Avocado Oil
10.0best for quicheHigher smoke point, great for high-heat cooking
Olive Oil in Quiche crust and custard ensures a tender shell and smooth, rich filling. Any substitute needs to keep both components properly enriched.
Higher smoke point, great for high-heat cooking
Avocado oil whisks into the custard 1:1 by cup (or 1 tbsp per 2 eggs) with zero flavor change vs olive oil. Emulsifies cleanly into the egg-cream base for a silky set at 325°F for 35-45 minutes. Neutral profile lets the crust, cheese, and fillings dominate the final wedge.
Adds slight coconut flavor, good for sauteing
Coconut oil melted to 95°F whisks into the custard like olive oil, but adds a subtle tropical note best paired with spinach-feta or curry-vegetable quiches. Swap 1:1 by cup, bake to a 3-inch jiggle at 325°F, and rest 15 minutes before slicing rich, tender wedges from the golden filling.
Good for dressings and drizzling
Flaxseed oil at 1 tbsp 1:1 works in the custard since the interior bake stays at 180°F — well below the 225°F smoke point. Whisk with eggs and cream before pouring into the blind-baked crust. The rich, tender set is identical to olive oil custard with a subtle earthy background.
Good for dressings, less nutty
Walnut oil (1 tbsp 1:1) in the custard pairs with leek, bacon, or mushroom fillings for a nutty richness. Whisk with eggs, cream, salt, and nutmeg, pour into blind-baked crust, and bake at 325°F to the 3-inch center jiggle. The tender custard holds sliceable wedges with nut depth.
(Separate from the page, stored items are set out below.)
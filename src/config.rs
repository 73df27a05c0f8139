//! Configuration for the reflow engine.

use crate::calendar::DEFAULT_GUARD_MAX_STEPS;
use crate::logging::VERBOSITY_SILENT;

/// Knobs for one reflow pass.
#[derive(Clone, Copy, Debug)]
pub struct ReflowConfig {
    /// Step budget handed to every calendar placement in the pass.
    /// Must be positive; small values bound worst-case latency for
    /// pathological constraint sets.
    pub guard_max_steps: u32,
    /// Logging verbosity (0 silent .. 3 debug); see [`crate::logging`].
    pub verbosity: u8,
}

impl Default for ReflowConfig {
    fn default() -> Self {
        Self {
            guard_max_steps: DEFAULT_GUARD_MAX_STEPS,
            verbosity: VERBOSITY_SILENT,
        }
    }
}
Neutral for frying, higher smoke point
Peanut oil (refined) swaps 1:1 by cup in the custard with a neutral flavor profile and 450°F smoke point. Emulsifies cleanly into egg-cream, bakes at 325°F for 35-45 minutes to a tender, jiggly set. The rich, golden filling slices into clean wedges identical to olive oil quiche.
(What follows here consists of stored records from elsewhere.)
#[cfg(test)]
mod tests {
    use super::*;
    use chrono::TimeZone;

    // January 2026: the 5th is a Monday, the 9th a Friday.
    fn ts(day: u32, hour: u32, minute: u32) -> DateTime<Utc> {
        Utc.with_ymd_and_hms(2026, 1, day, hour, minute, 0).unwrap()
    }

    fn weekday_shifts() -> Vec<Shift> {
        (1..=5)
            .map(|day_of_week| Shift {
                day_of_week,
                start_hour: 8,
                end_hour: 17,
            })
            .collect()
    }

    fn window(start: DateTime<Utc>, end: DateTime<Utc>) -> MaintenanceWindow {
        MaintenanceWindow {
            start,
            end,
            reason: None,
        }
    }

    fn opts() -> PlacementOptions {
        PlacementOptions::default()
    }

    #[test]
    fn test_work_within_single_shift() {
        let placed = place(ts(5, 8, 0), 60, &weekday_shifts(), &[], opts()).unwrap();
        assert_eq!(placed.actual_start, ts(5, 8, 0));
        assert_eq!(placed.end, ts(5, 9, 0));
        assert!(placed.flags.is_empty());
    }

    #[test]
    fn test_pause_resume_across_shift_boundary() {
        // Monday 16:00 + 120 min: 60 on Monday, 60 on Tuesday.
        let placed = place(ts(5, 16, 0), 120, &weekday_shifts(), &[], opts()).unwrap();
        assert_eq!(placed.actual_start, ts(5, 16, 0));
        assert_eq!(placed.end, ts(6, 9, 0));
        assert!(placed.flags.contains(ChangeReason::ShiftBoundaryAdjustment));
    }

    #[test]
    fn test_weekend_skipped_entirely() {
        // Friday 16:00 + 120 min resumes Monday 08:00.
        let placed = place(ts(9, 16, 0), 120, &weekday_shifts(), &[], opts()).unwrap();
        assert_eq!(placed.end, ts(12, 9, 0));
    }

    #[test]
    fn test_start_before_shift_snaps_forward() {
        let placed = place(ts(5, 6, 0), 60, &weekday_shifts(), &[], opts()).unwrap();
        assert_eq!(placed.actual_start, ts(5, 8, 0));
        assert_eq!(placed.end, ts(5, 9, 0));
        assert!(placed.flags.contains(ChangeReason::ShiftBoundaryAdjustment));
    }

    #[test]
    fn test_maintenance_splits_work() {
        // 30 min before the window, 150 after it ends.
        let maintenance = vec![window(ts(5, 10, 0), ts(5, 12, 0))];
        let placed = place(ts(5, 9, 30), 180, &weekday_shifts(), &maintenance, opts()).unwrap();
        assert_eq!(placed.actual_start, ts(5, 9, 30));
        assert_eq!(placed.end, ts(5, 14, 30));
        assert!(placed.flags.contains(ChangeReason::MaintenanceOverlap));
    }

    #[test]
    fn test_work_ending_before_maintenance_is_untouched() {
        let maintenance = vec![window(ts(5, 10, 0), ts(5, 12, 0))];
        let placed = place(ts(5, 8, 0), 60, &weekday_shifts(), &maintenance, opts()).unwrap();
        assert_eq!(placed.end, ts(5, 9, 0));
        assert!(placed.flags.is_empty());
    }

    #[test]
    fn test_start_inside_maintenance_snaps_to_window_end() {
        let maintenance = vec![window(ts(5, 10, 0), ts(5, 12, 0))];
        let placed = place(ts(5, 10, 30), 60, &weekday_shifts(), &maintenance, opts()).unwrap();
        assert_eq!(placed.actual_start, ts(5, 12, 0));
        assert_eq!(placed.end, ts(5, 13, 0));
        assert!(placed.flags.contains(ChangeReason::MaintenanceOverlap));
    }

    #[test]
    fn test_start_exactly_at_maintenance_start_is_blocked() {
        let maintenance = vec![window(ts(5, 10, 0), ts(5, 12, 0))];
        let placed = place(ts(5, 10, 0), 60, &weekday_shifts(), &maintenance, opts()).unwrap();
        assert_eq!(placed.actual_start, ts(5, 12, 0));
    }

    #[test]
    fn test_chained_maintenance_windows() {
        let maintenance = vec![
            window(ts(5, 10, 0), ts(5, 11, 0)),
            window(ts(5, 11, 0), ts(5, 12, 30)),
        ];
        let placed = place(ts(5, 10, 30), 30, &weekday_shifts(), &maintenance, opts()).unwrap();
        assert_eq!(placed.actual_start, ts(5, 12, 30));
        assert_eq!(placed.end, ts(5, 13, 0));
    }

    #[test]
    fn test_zero_duration_still_snaps() {
        // Saturday input, zero minutes: start and end land on Monday 08:00.
        let placed = place(ts(10, 9, 0), 0, &weekday_shifts(), &[], opts()).unwrap();
        assert_eq!(placed.actual_start, ts(12, 8, 0));
        assert_eq!(placed.end, ts(12, 8, 0));
    }

    #[test]
    fn test_negative_duration_rejected() {
        let err = place(ts(5, 8, 0), -1, &weekday_shifts(), &[], opts()).unwrap_err();
        assert!(matches!(err, CalendarError::InvalidDuration(-1)));
    }

    #[test]
    fn test_no_shifts_configured() {
        let err = place(ts(5, 8, 0), 60, &[], &[], opts()).unwrap_err();
        assert!(matches!(err, CalendarError::NoShiftsConfigured));
    }

    #[test]
    fn test_no_valid_shifts() {
        let inverted = vec![Shift {
            day_of_week: 1,
            start_hour: 17,
            end_hour: 8,
        }];
        let err = place(ts(5, 8, 0), 60, &inverted, &[], opts()).unwrap_err();
        assert!(matches!(err, CalendarError::NoValidShifts));
    }

    #[test]
    fn test_invalid_shift_hours_on_matched_day() {
        // The set passes the any-valid precondition, but Tuesday's entry
        // carries out-of-range hours and is the one the walk lands on.
        let shifts = vec![
            Shift {
                day_of_week: 1,
                start_hour: 8,
                end_hour: 17,
            },
            Shift {
                day_of_week: 2,
                start_hour: 30,
                end_hour: 40,
            },
        ];
        let err = place(ts(6, 9, 0), 60, &shifts, &[], opts()).unwrap_err();
        assert!(matches!(
            err,
            CalendarError::InvalidShiftHours {
                start_hour: 30,
                end_hour: 40
            }
        ));
    }

    #[test]
    fn test_zero_guard_limit_rejected() {
        let options = PlacementOptions { guard_max_steps: 0 };
        let err = place(ts(5, 8, 0), 60, &weekday_shifts(), &[], options).unwrap_err();
        assert!(matches!(err, CalendarError::InvalidGuardLimit));
    }

    #[test]
    fn test_guard_limit_bounds_long_walks() {
        // A single weekly shift and months of work: the walk is feasible
        // but needs far more steps than this budget allows.
        let monday_only = vec![Shift {
            day_of_week: 1,
            start_hour: 8,
            end_hour: 17,
        }];
        let options = PlacementOptions {
            guard_max_steps: 50,
        };
        let err = place(ts(5, 8, 0), 10_000, &monday_only, &[], options).unwrap_err();
        assert!(matches!(err, CalendarError::GuardLimitExceeded(50)));
    }

    #[test]
    fn test_guard_limit_catches_fully_blocked_shift() {
        // Maintenance covers every Monday for a year and Monday is the only
        // shift, so no working instant is ever reached.
        let monday_only = vec![Shift {
            day_of_week: 1,
            start_hour: 8,
            end_hour: 17,
        }];
        let maintenance: Vec<MaintenanceWindow> = (0..52)
            .map(|week| {
                let monday = ts(5, 0, 0) + Duration::weeks(week);
                window(monday, monday + Duration::days(1))
            })
            .collect();
        let options = PlacementOptions {
            guard_max_steps: 100,
        };
        let err = place(ts(5, 8, 0), 60, &monday_only, &maintenance, options).unwrap_err();
        assert!(matches!(err, CalendarError::GuardLimitExceeded(100)));
    }

    #[test]
    fn test_parse_utc_normalizes_offsets() {
        let parsed = parse_utc("2026-01-05T09:00:00+01:00").unwrap();
        assert_eq!(parsed, ts(5, 8, 0));
    }

    #[test]
    fn test_parse_utc_rejects_garbage() {
        let err = parse_utc("tomorrow-ish").unwrap_err();
        assert!(matches!(err, CalendarError::InvalidTimestamp { .. }));
    }

    #[test]
    fn test_format_utc_suppresses_milliseconds() {
        assert_eq!(format_utc(ts(5, 8, 0)), "2026-01-05T08:00:00Z");
        assert_eq!(parse_utc(&format_utc(ts(5, 8, 0))).unwrap(), ts(5, 8, 0));
    }
}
Use light sesame for cooking, toasted to finish
Delicate nutty flavor, best for low-heat use
Clean neutral taste, popular in Asian cooking
Mix with garlic and parmesan
Less nutty but works as finisher
Use less, best for savory baking and cooking
Use light/refined for neutral high-heat use
Neutral flavor, works in any recipe
Neutral flavor, best for baking and frying
Adds flavor, best for dressings and low-heat use
Very neutral flavor, good all-purpose oil
Neutral and affordable, good for frying
Use half volume; works for spreading and cooking
Use about 7/8 cup butter per cup oil; adds richness and dairy flavor, solidifies when cool so best in baking
Quiche custard whisked with 1 tbsp olive oil per 2 eggs produces a silky, set filling because the oil emulsifies into the egg-cream base and prevents the proteins from tightening into a rubbery matrix. Use a 1:1 ratio of heavy cream to egg (4 eggs, 1 cup cream) seasoned with 3/4 tsp salt and a grate of nutmeg.
Blind bake the crust to golden at 400°F, cool 10 minutes, then pour the custard with add-ins (cheese, sautéed leeks, cooked bacon) evenly distributed. Bake at 325°F for 35-45 minutes until the edges are firm but the center still has a 3-inch jiggle when you nudge the rack.
Rest 15 minutes to let carryover cook finish the set before slicing into wedges. Unlike omelet, which is a fast stovetop fold finished in 90 seconds with tender curds, quiche is a slow custard bake that sets into clean, sliceable slabs of rich, golden filling.
The oil replaces butter's enrichment without changing the dairy balance.
Avoid pouring custard into a hot crust — warm shells melt the fat and the custard seeps through, turning the base soggy.
Don't bake past a 3-inch center jiggle — overset custard turns rubbery and weeps water when sliced into wedges.
Skip the 15-minute rest out of the oven — hot quiche collapses under its own weight and the clean slice turns to pour.
Season the custard with 3/4 tsp salt per 4 eggs — under-seasoned filling tastes flat even with rich cream and cheese.
Don't distribute cold add-ins straight from the fridge — cold fillings drop the pour temp and the bake stretches past 50 minutes.